Stored items:
[Start of Attachment]

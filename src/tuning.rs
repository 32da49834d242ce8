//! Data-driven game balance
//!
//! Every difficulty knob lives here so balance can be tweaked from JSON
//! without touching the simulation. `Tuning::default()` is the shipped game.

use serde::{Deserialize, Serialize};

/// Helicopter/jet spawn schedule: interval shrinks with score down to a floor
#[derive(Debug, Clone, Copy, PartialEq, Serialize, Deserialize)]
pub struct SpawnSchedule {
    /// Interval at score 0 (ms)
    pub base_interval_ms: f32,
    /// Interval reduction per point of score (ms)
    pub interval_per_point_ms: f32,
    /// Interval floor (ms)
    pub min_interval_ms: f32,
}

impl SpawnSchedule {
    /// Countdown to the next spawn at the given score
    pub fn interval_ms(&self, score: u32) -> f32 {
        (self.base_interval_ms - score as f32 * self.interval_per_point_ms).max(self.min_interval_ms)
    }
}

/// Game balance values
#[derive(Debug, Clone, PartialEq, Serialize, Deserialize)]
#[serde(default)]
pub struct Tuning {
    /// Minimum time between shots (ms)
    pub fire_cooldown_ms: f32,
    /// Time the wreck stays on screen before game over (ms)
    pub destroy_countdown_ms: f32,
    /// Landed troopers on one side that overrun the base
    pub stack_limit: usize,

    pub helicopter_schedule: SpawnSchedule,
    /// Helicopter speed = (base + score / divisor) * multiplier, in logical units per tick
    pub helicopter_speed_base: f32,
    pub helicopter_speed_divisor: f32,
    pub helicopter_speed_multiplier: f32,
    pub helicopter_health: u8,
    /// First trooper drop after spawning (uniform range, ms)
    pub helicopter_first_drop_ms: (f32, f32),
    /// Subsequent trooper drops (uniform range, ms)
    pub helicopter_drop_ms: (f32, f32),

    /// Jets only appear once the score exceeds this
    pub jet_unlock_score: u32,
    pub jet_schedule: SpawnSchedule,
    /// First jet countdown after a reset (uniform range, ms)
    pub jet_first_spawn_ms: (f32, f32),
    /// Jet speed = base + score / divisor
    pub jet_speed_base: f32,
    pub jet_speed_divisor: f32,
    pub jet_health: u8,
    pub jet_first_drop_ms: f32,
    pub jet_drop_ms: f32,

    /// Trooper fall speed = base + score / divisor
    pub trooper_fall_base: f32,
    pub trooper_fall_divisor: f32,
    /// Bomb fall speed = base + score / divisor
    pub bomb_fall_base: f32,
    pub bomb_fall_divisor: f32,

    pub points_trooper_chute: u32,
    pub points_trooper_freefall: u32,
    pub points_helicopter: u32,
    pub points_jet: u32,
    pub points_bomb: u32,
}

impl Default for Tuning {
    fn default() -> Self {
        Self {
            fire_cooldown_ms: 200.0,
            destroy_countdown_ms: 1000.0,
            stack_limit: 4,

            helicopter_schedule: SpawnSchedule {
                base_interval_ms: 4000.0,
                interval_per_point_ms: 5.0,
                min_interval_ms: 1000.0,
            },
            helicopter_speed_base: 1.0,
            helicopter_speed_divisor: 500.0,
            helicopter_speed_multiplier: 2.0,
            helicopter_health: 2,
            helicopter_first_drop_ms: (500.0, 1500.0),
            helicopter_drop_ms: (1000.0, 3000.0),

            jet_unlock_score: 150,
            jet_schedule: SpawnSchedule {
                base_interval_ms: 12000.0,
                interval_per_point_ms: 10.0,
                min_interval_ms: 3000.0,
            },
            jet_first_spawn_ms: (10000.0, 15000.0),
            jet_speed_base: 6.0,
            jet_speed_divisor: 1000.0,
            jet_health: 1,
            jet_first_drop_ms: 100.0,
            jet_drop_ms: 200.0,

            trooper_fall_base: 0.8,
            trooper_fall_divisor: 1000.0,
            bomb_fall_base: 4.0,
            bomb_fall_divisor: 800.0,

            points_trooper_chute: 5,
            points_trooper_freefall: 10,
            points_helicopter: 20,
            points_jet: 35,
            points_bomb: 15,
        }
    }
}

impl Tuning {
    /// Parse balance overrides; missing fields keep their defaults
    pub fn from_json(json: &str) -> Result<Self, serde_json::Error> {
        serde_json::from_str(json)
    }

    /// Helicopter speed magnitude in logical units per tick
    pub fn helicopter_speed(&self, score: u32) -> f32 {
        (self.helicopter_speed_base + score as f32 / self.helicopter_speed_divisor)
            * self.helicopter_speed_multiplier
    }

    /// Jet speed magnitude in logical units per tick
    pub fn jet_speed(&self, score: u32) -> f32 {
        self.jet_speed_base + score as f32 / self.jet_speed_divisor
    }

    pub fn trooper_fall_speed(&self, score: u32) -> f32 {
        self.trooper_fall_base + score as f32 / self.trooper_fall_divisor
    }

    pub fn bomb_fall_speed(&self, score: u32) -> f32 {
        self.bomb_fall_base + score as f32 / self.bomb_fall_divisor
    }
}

[End of Attachment]

**REQUIRED WORK**
Copy each line in the data that holds the word "SpawnSchedule".

**WRITTEN ANSWER**
pub struct SpawnSchedule {
impl SpawnSchedule {
    pub helicopter_schedule: SpawnSchedule,
    pub jet_schedule: SpawnSchedule,
            helicopter_schedule: SpawnSchedule {
            jet_schedule: SpawnSchedule {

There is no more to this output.